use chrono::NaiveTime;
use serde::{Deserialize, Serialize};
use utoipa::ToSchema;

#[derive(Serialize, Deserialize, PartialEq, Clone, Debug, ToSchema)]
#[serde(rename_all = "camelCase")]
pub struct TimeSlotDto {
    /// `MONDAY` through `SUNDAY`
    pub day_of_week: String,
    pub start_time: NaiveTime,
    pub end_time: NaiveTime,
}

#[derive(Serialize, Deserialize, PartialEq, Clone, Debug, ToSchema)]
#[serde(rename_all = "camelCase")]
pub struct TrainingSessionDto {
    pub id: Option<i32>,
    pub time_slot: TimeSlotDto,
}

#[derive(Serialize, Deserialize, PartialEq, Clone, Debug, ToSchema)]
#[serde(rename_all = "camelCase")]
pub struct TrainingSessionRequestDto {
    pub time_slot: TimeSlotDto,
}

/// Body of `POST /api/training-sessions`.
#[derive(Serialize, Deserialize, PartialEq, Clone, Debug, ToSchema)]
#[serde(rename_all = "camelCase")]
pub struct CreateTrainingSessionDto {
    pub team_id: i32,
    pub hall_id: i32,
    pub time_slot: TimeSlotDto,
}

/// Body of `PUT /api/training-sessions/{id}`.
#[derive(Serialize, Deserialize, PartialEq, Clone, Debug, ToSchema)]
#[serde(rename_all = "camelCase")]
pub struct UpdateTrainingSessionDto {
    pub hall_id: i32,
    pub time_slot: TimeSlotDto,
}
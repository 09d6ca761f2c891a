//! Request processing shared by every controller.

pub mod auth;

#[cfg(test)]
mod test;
* * *
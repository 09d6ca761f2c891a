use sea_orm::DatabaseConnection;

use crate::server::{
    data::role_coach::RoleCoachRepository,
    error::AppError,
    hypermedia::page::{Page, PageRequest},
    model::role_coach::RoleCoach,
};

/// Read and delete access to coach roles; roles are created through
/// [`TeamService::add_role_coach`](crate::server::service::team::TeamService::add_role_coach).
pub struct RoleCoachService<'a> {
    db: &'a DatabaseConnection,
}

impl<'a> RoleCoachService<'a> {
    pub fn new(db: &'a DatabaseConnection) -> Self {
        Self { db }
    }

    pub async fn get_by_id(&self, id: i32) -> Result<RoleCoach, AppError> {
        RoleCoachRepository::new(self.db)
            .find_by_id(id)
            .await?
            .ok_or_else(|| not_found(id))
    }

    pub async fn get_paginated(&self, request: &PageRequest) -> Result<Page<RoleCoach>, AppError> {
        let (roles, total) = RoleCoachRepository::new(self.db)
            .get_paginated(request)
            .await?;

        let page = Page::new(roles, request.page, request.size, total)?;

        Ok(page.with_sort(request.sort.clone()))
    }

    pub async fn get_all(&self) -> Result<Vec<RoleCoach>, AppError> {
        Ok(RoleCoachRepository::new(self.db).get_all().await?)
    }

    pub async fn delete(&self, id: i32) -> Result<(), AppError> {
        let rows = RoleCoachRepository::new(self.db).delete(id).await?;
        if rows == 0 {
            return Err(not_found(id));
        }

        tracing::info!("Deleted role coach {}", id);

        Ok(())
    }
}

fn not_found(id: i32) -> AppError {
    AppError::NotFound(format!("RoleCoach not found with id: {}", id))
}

§ **PROBLEM REQUIREMENTS**
Among the entries, find each line that includes the string "through" and copy it.

§ **TASK RESPONSE**
    /// `MONDAY` through `SUNDAY`
/// Read and delete access to coach roles; roles are created through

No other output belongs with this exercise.